▶ _EXERCISE_:
Which lines below include the string "crate"? Please show each one.

Collected data:
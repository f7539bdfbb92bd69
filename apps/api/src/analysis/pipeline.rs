//! Analysis Orchestrator — the pipeline state machine.
//!
//! Stages run in strict order: Validating → Extracting → ContentChecking →
//! fan-out {profile fetch ∥ resume analysis} → join → FinalAnalyzing →
//! Aggregating. Any failure short-circuits the remaining stages and is
//! raised exactly once; no partial result is ever returned.

use bytes::Bytes;
use tracing::info;

use crate::analysis::aggregator::combine;
use crate::analysis::analyzer::StructuredAnalyzer;
use crate::document::extract_text;
use crate::document::validation::{validate_resume_text, validate_upload};
use crate::errors::AppError;
use crate::github::ProfileFetcher;
use crate::models::report::AnalysisReport;

/// One uploaded document as received at request ingress.
/// Discarded after text extraction.
#[derive(Debug, Clone)]
pub struct UploadedDocument {
    pub filename: String,
    pub content_type: String,
    pub payload: Bytes,
}

/// Runs the full credibility pipeline for one request.
pub async fn run_analysis(
    fetcher: &dyn ProfileFetcher,
    analyzer: &StructuredAnalyzer,
    document: UploadedDocument,
    username: &str,
) -> Result<AnalysisReport, AppError> {
    // Stage 1: Validating
    let kind = validate_upload(&document.filename, &document.content_type, &document.payload)?;
    info!(filename = %document.filename, ?kind, "document validated");

    // Stage 2: Extracting — CPU-bound, off the async path
    let payload = document.payload.clone();
    let text = tokio::task::spawn_blocking(move || extract_text(kind, &payload))
        .await
        .map_err(|e| AppError::Internal(anyhow::anyhow!("extraction task failed: {e}")))??;
    info!(chars = text.len(), "text extracted");

    // Stage 3: ContentChecking — gates the network stages, so a non-resume
    // upload never costs a profile round trip
    validate_resume_text(&text)?;

    // Stages 4–5: fan-out and join. The branches are independent and both
    // network-bound; both run to completion before either error is raised,
    // so neither leaves a dangling external call behind.
    info!(username, "fetching profile and structuring resume concurrently");
    let (profile_result, resume_result) =
        tokio::join!(fetcher.fetch(username), analyzer.analyze_resume(&text));
    let profile = profile_result?;
    let resume_analysis = resume_result?;

    // Stage 6: FinalAnalyzing
    let outcome = analyzer.final_analysis(&resume_analysis, &profile).await?;

    // Compatibility path: a flat final response carries no re-derived profile
    // summary, so the dedicated profile-summarization call fills the envelope.
    let github_analysis = match outcome.github_analysis {
        Some(analysis) => analysis,
        None => analyzer.analyze_profile(&profile).await?,
    };

    // Stages 7–8: Aggregating → Done
    let report = combine(profile, resume_analysis, github_analysis, outcome.final_analysis);
    info!(
        score = report.final_analysis_info.overall_credibility_score,
        "analysis pipeline completed"
    );
    Ok(report)
}
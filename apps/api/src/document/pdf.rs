//! PDF text extraction via `pdf-extract`.

use tracing::debug;

use super::ExtractionError;

/// Decodes a paginated PDF and joins the per-page text.
pub fn extract(bytes: &[u8]) -> Result<String, ExtractionError> {
    let pages = pdf_extract::extract_text_from_mem_by_pages(bytes)
        .map_err(|e| ExtractionError::Unreadable(e.to_string()))?;

    debug!(page_count = pages.len(), "PDF decoded");
    join_pages(&pages)
}

/// Skips pages that yielded no text; survivors are joined with a blank line.
fn join_pages(pages: &[String]) -> Result<String, ExtractionError> {
    if pages.is_empty() {
        return Err(ExtractionError::EmptyDocument);
    }

    let joined = pages
        .iter()
        .map(|p| p.trim())
        .filter(|p| !p.is_empty())
        .collect::<Vec<_>>()
        .join("\n\n");

    Ok(joined)
}

#[cfg(test)]
mod tests {
    use super::*;

    #[test]
    fn test_zero_pages_is_empty_document() {
        let result = join_pages(&[]);
        assert!(matches!(result, Err(ExtractionError::EmptyDocument)));
    }

    #[test]
    fn test_blank_pages_are_skipped() {
        let pages = vec![
            "Page one text".to_string(),
            "   \n ".to_string(),
            "Page three text".to_string(),
        ];
        let text = join_pages(&pages).unwrap();
        assert_eq!(text, "Page one text\n\nPage three text");
    }

    #[test]
    fn test_all_blank_pages_join_to_empty_string() {
        // The caller's minimum-length check turns this into NoExtractableText.
        let pages = vec!["".to_string(), "  ".to_string()];
        assert_eq!(join_pages(&pages).unwrap(), "");
    }
}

▶ _ANSWER TO THE PROBLEM_:
use crate::analysis::aggregator::combine;
use crate::analysis::analyzer::StructuredAnalyzer;
use crate::document::extract_text;
use crate::document::validation::{validate_resume_text, validate_upload};
use crate::errors::AppError;
use crate::github::ProfileFetcher;
use crate::models::report::AnalysisReport;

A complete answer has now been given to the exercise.